Illustration by つるみとしゆき
 ギリシャ神話や北欧神話は,日本でも比較的メジャーな神話で,オーディン,ワルキューレ,ドワーフ,フェンリル狼,世界樹ユグドラシル,ラグナロク……それぞれが何を指しているかを知らなくても,これらの単語を誰しも一度や二度は耳にしたことがあるに違いない。どれも北欧神話のキーワードといえるもので,ちょっとした"神話ツウ"であれば,心を躍らせてしまう単語である。
 さて今回はそんな北欧神話にスポットを当てつつ,ミョルニル(Mjollnir)という魔法の武器について紹介しよう。

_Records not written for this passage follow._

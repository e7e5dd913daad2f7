//! Embedding client abstraction and the Vertex AI adapter.

use crate::config::get_config;
use async_trait::async_trait;
use reqwest::{Client, Method, StatusCode};
use serde::Deserialize;
use serde_json::json;
use thiserror::Error;

/// Errors raised by embedding providers.
#[derive(Debug, Error)]
pub enum EmbeddingError {
    /// Base URL failed to parse or normalize.
    #[error("Invalid embedding service URL: {0}")]
    InvalidUrl(String),
    /// HTTP layer failed before receiving a response.
    #[error("HTTP request failed: {0}")]
    Http(#[from] reqwest::Error),
    /// The service responded with an unexpected status code.
    #[error("Unexpected embedding service response ({status}): {body}")]
    UnexpectedStatus {
        /// HTTP status returned from the service.
        status: StatusCode,
        /// Body payload associated with the failing response.
        body: String,
    },
    /// The service returned a different number of vectors than inputs.
    #[error("Embedding count mismatch: expected {expected}, got {actual}")]
    CountMismatch {
        /// Number of texts submitted for embedding.
        expected: usize,
        /// Number of vectors present in the response.
        actual: usize,
    },
}

/// Interface implemented by embedding backends.
#[async_trait]
pub trait EmbeddingClient: Send + Sync {
    /// Produce an embedding vector for each supplied chunk of text.
    async fn generate_embeddings(
        &self,
        texts: Vec<String>,
    ) -> Result<Vec<Vec<f32>>, EmbeddingError>;
}

/// Embedding client backed by a Vertex AI text-embedding model.
pub struct VertexEmbedder {
    pub(crate) client: Client,
    pub(crate) base_url: String,
    pub(crate) project_id: String,
    pub(crate) location: String,
    pub(crate) model: String,
    pub(crate) access_token: String,
}

impl VertexEmbedder {
    /// Construct a new client using configuration derived from the environment.
    pub fn from_config() -> Result<Self, EmbeddingError> {
        let config = get_config();
        let client = Client::builder().user_agent("protodex/0.1").build()?;

        let raw_url = config
            .vertex_api_url
            .clone()
            .unwrap_or_else(|| format!("https://{}-aiplatform.googleapis.com", config.location));
        let base_url = normalize_base_url(&raw_url).map_err(EmbeddingError::InvalidUrl)?;
        tracing::debug!(url = %base_url, model = %config.embedding_model, "Initialized embedding client");

        Ok(Self {
            client,
            base_url,
            project_id: config.project_id.clone(),
            location: config.location.clone(),
            model: config.embedding_model.clone(),
            access_token: config.google_access_token.clone(),
        })
    }
}

#[async_trait]
impl EmbeddingClient for VertexEmbedder {
    async fn generate_embeddings(
        &self,
        texts: Vec<String>,
    ) -> Result<Vec<Vec<f32>>, EmbeddingError> {
        if texts.is_empty() {
            return Ok(Vec::new());
        }

        let expected = texts.len();
        let instances: Vec<_> = texts
            .into_iter()
            .map(|content| json!({ "content": content }))
            .collect();

        let path = format!(
            "v1/projects/{}/locations/{}/publishers/google/models/{}:predict",
            self.project_id, self.location, self.model
        );
        let url = format_endpoint(&self.base_url, &path);
        let response = self
            .client
            .request(Method::POST, url)
            .bearer_auth(&self.access_token)
            .json(&json!({ "instances": instances }))
            .send()
            .await?;

        if !response.status().is_success() {
            let status = response.status();
            let body = response.text().await.unwrap_or_default();
            let error = EmbeddingError::UnexpectedStatus { status, body };
            tracing::error!(model = %self.model, error = %error, "Embedding request failed");
            return Err(error);
        }

        let payload: PredictResponse = response.json().await?;
        let vectors: Vec<Vec<f32>> = payload
            .predictions
            .into_iter()
            .map(|prediction| prediction.embeddings.values)
            .collect();

        if vectors.len() != expected {
            return Err(EmbeddingError::CountMismatch {
                expected,
                actual: vectors.len(),
            });
        }

        Ok(vectors)
    }
}

/// Build an embedding client suitable for the current configuration.
pub fn get_embedding_client() -> Result<Box<dyn EmbeddingClient + Send + Sync>, EmbeddingError> {
    Ok(Box::new(VertexEmbedder::from_config()?))
}

fn normalize_base_url(url: &str) -> Result<String, String> {
    let mut parsed = reqwest::Url::parse(url).map_err(|err| err.to_string())?;
    let path = parsed.path().trim_end_matches('/').to_string();
    parsed.set_path(&path);
    Ok(parsed.to_string())
}

fn format_endpoint(base: &str, path: &str) -> String {
    let base = base.trim_end_matches('/');
    let path = path.trim_start_matches('/');
    format!("{base}/{path}")
}

#[derive(Deserialize)]
struct PredictResponse {
    #[serde(default)]
    predictions: Vec<Prediction>,
}

#[derive(Deserialize)]
struct Prediction {
    embeddings: EmbeddingValues,
}

#[derive(Deserialize)]
struct EmbeddingValues {
    values: Vec<f32>,
}

#[cfg(test)]
mod tests {
    use super::*;
    use httpmock::{Method::POST, MockServer};
    use serde_json::json;

    const MODEL_PATH: &str =
        "/v1/projects/demo/locations/us-central1/publishers/google/models/text-embedding-004:predict";

    fn service(server: &MockServer) -> VertexEmbedder {
        VertexEmbedder {
            client: Client::builder()
                .user_agent("protodex-test")
                .build()
                .expect("client"),
            base_url: server.base_url(),
            project_id: "demo".into(),
            location: "us-central1".into(),
            model: "text-embedding-004".into(),
            access_token: "test-token".into(),
        }
    }

    #[tokio::test]
    async fn generate_embeddings_maps_predictions_in_order() {
        let server = MockServer::start_async().await;

        let mock = server
            .mock_async(|when, then| {
                when.method(POST)
                    .path(MODEL_PATH)
                    .body_contains("first chunk")
                    .body_contains("second chunk");
                then.status(200).json_body(json!({
                    "predictions": [
                        { "embeddings": { "values": [0.1, 0.2] } },
                        { "embeddings": { "values": [0.3, 0.4] } }
                    ]
                }));
            })
            .await;

        let vectors = service(&server)
            .generate_embeddings(vec!["first chunk".into(), "second chunk".into()])
            .await
            .expect("embedding succeeds");

        mock.assert();
        assert_eq!(vectors, vec![vec![0.1, 0.2], vec![0.3, 0.4]]);
    }

    #[tokio::test]
    async fn generate_embeddings_skips_request_for_empty_input() {
        let server = MockServer::start_async().await;

        let vectors = service(&server)
            .generate_embeddings(Vec::new())
            .await
            .expect("empty input is fine");

        assert!(vectors.is_empty());
    }

    #[tokio::test]
    async fn generate_embeddings_detects_count_mismatch() {
        let server = MockServer::start_async().await;

        server
            .mock_async(|when, then| {
                when.method(POST).path(MODEL_PATH);
                then.status(200).json_body(json!({
                    "predictions": [
                        { "embeddings": { "values": [0.1] } }
                    ]
                }));
            })
            .await;

        let error = service(&server)
            .generate_embeddings(vec!["a".into(), "b".into()])
            .await
            .expect_err("mismatch fails");

        assert!(matches!(
            error,
            EmbeddingError::CountMismatch {
                expected: 2,
                actual: 1
            }
        ));
    }
}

 トール(Thor)にはシヴという名前の美しい妻がいた。女神フレイヤには及ばずともなかなかの美貌で,とくにその髪の毛の美しさといったらフレイヤでもかなわないほどだった。ところが,いたずら好きで変身能力に長けたロキという神の仕業で,シヴの頭髪はすべて刈り取られてしまう。もちろんシヴの夫であるトールは激怒し,ロキを捕まえると締め上げた。あまりのけんまくで怒るトールを見て,このままでは殺されてしまうかもしれないと考えたロキは,シヴの髪の毛の代わりとなるものを必ず探し出すと約束した。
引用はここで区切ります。